(Collected data)
* * * * * * * * *
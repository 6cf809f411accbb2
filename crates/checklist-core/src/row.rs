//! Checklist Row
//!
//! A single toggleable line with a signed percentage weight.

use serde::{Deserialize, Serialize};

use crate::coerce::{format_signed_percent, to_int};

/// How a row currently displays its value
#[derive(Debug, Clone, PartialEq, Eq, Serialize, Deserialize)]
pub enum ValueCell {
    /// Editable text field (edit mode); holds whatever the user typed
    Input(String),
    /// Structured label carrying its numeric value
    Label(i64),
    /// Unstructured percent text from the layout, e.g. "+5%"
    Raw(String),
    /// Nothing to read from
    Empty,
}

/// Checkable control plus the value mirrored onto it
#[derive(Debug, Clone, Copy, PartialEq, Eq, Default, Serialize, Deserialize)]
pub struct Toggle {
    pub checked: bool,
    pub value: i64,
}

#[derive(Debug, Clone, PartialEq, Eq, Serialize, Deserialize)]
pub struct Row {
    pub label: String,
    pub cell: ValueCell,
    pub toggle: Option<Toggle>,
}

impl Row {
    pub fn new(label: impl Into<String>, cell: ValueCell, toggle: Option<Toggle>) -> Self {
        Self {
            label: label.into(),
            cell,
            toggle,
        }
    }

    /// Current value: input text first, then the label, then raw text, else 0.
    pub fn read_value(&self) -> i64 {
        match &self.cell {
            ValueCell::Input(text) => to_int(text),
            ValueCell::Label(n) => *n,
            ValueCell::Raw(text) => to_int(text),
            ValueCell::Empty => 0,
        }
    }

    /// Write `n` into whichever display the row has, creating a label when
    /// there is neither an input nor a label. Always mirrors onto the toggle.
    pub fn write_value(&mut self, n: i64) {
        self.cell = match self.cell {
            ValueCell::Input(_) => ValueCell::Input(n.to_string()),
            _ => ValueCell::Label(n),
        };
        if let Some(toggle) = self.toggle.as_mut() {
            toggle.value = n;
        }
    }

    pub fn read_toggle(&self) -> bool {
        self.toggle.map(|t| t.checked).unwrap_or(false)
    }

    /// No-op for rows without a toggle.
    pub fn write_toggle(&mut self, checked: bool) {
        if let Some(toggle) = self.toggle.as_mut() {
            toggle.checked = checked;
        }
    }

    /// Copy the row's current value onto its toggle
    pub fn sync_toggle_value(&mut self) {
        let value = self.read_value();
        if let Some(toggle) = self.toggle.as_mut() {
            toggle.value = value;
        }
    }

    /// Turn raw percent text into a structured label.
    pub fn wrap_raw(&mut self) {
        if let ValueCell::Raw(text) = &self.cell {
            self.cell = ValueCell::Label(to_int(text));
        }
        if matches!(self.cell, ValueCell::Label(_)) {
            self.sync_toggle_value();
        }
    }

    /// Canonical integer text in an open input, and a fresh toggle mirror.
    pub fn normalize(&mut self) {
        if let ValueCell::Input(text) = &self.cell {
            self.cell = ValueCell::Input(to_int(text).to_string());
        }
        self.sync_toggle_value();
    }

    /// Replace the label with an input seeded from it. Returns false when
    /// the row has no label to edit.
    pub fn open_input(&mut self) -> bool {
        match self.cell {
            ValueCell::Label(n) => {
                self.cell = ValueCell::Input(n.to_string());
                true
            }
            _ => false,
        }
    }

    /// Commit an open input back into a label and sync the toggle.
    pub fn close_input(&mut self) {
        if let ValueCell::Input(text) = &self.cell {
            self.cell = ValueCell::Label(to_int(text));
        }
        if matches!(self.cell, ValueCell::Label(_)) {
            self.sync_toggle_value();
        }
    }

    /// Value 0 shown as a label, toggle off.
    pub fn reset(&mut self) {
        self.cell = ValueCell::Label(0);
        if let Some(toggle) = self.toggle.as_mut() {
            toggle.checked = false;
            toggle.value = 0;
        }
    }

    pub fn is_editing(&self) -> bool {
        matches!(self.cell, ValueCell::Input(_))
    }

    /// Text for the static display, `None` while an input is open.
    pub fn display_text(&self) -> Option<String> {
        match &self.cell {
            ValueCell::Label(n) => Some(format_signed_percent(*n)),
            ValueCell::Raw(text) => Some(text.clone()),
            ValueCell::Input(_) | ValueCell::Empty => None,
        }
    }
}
* * * * * * * * *
- **ACTION ITEM**:
Could you transcribe every entry exactly, without altering anything?

- **ANSWER TO THIS PROBLEM**:
repository 6cf809f411accbb2
filename crates/checklist-core/src/row.rs
//! Checklist Row
//!
//! A single toggleable line with a signed percentage weight.

use serde::{Deserialize, Serialize};

use crate::coerce::{format_signed_percent, to_int};

/// How a row currently displays its value
#[derive(Debug, Clone, PartialEq, Eq, Serialize, Deserialize)]
pub enum ValueCell {
    /// Editable text field (edit mode); holds whatever the user typed
    Input(String),
    /// Structured label carrying its numeric value
    Label(i64),
    /// Unstructured percent text from the layout, e.g. "+5%"
    Raw(String),
    /// Nothing to read from
    Empty,
}

/// Checkable control plus the value mirrored onto it
#[derive(Debug, Clone, Copy, PartialEq, Eq, Default, Serialize, Deserialize)]
pub struct Toggle {
    pub checked: bool,
    pub value: i64,
}

#[derive(Debug, Clone, PartialEq, Eq, Serialize, Deserialize)]
pub struct Row {
    pub label: String,
    pub cell: ValueCell,
    pub toggle: Option<Toggle>,
}

impl Row {
    pub fn new(label: impl Into<String>, cell: ValueCell, toggle: Option<Toggle>) -> Self {
        Self {
            label: label.into(),
            cell,
            toggle,
        }
    }

    /// Current value: input text first, then the label, then raw text, else 0.
    pub fn read_value(&self) -> i64 {
        match &self.cell {
            ValueCell::Input(text) => to_int(text),
            ValueCell::Label(n) => *n,
            ValueCell::Raw(text) => to_int(text),
            ValueCell::Empty => 0,
        }
    }

    /// Write `n` into whichever display the row has, creating a label when
    /// there is neither an input nor a label. Always mirrors onto the toggle.
    pub fn write_value(&mut self, n: i64) {
        self.cell = match self.cell {
            ValueCell::Input(_) => ValueCell::Input(n.to_string()),
            _ => ValueCell::Label(n),
        };
        if let Some(toggle) = self.toggle.as_mut() {
            toggle.value = n;
        }
    }

    pub fn read_toggle(&self) -> bool {
        self.toggle.map(|t| t.checked).unwrap_or(false)
    }

    /// No-op for rows without a toggle.
    pub fn write_toggle(&mut self, checked: bool) {
        if let Some(toggle) = self.toggle.as_mut() {
            toggle.checked = checked;
        }
    }

    /// Copy the row's current value onto its toggle
    pub fn sync_toggle_value(&mut self) {
        let value = self.read_value();
        if let Some(toggle) = self.toggle.as_mut() {
            toggle.value = value;
        }
    }

    /// Turn raw percent text into a structured label.
    pub fn wrap_raw(&mut self) {
        if let ValueCell::Raw(text) = &self.cell {
            self.cell = ValueCell::Label(to_int(text));
        }
        if matches!(self.cell, ValueCell::Label(_)) {
            self.sync_toggle_value();
        }
    }

    /// Canonical integer text in an open input, and a fresh toggle mirror.
    pub fn normalize(&mut self) {
        if let ValueCell::Input(text) = &self.cell {
            self.cell = ValueCell::Input(to_int(text).to_string());
        }
        self.sync_toggle_value();
    }

    /// Replace the label with an input seeded from it. Returns false when
    /// the row has no label to edit.
    pub fn open_input(&mut self) -> bool {
        match self.cell {
            ValueCell::Label(n) => {
                self.cell = ValueCell::Input(n.to_string());
                true
            }
            _ => false,
        }
    }

    /// Commit an open input back into a label and sync the toggle.
    pub fn close_input(&mut self) {
        if let ValueCell::Input(text) = &self.cell {
            self.cell = ValueCell::Label(to_int(text));
        }
        if matches!(self.cell, ValueCell::Label(_)) {
            self.sync_toggle_value();
        }
    }

    /// Value 0 shown as a label, toggle off.
    pub fn reset(&mut self) {
        self.cell = ValueCell::Label(0);
        if let Some(toggle) = self.toggle.as_mut() {
            toggle.checked = false;
            toggle.value = 0;
        }
    }

    pub fn is_editing(&self) -> bool {
        matches!(self.cell, ValueCell::Input(_))
    }

    /// Text for the static display, `None` while an input is open.
    pub fn display_text(&self) -> Option<String> {
        match &self.cell {
            ValueCell::Label(n) => Some(format_signed_percent(*n)),
            ValueCell::Raw(text) => Some(text.clone()),
            ValueCell::Input(_) | ValueCell::Empty => None,
        }
    }
}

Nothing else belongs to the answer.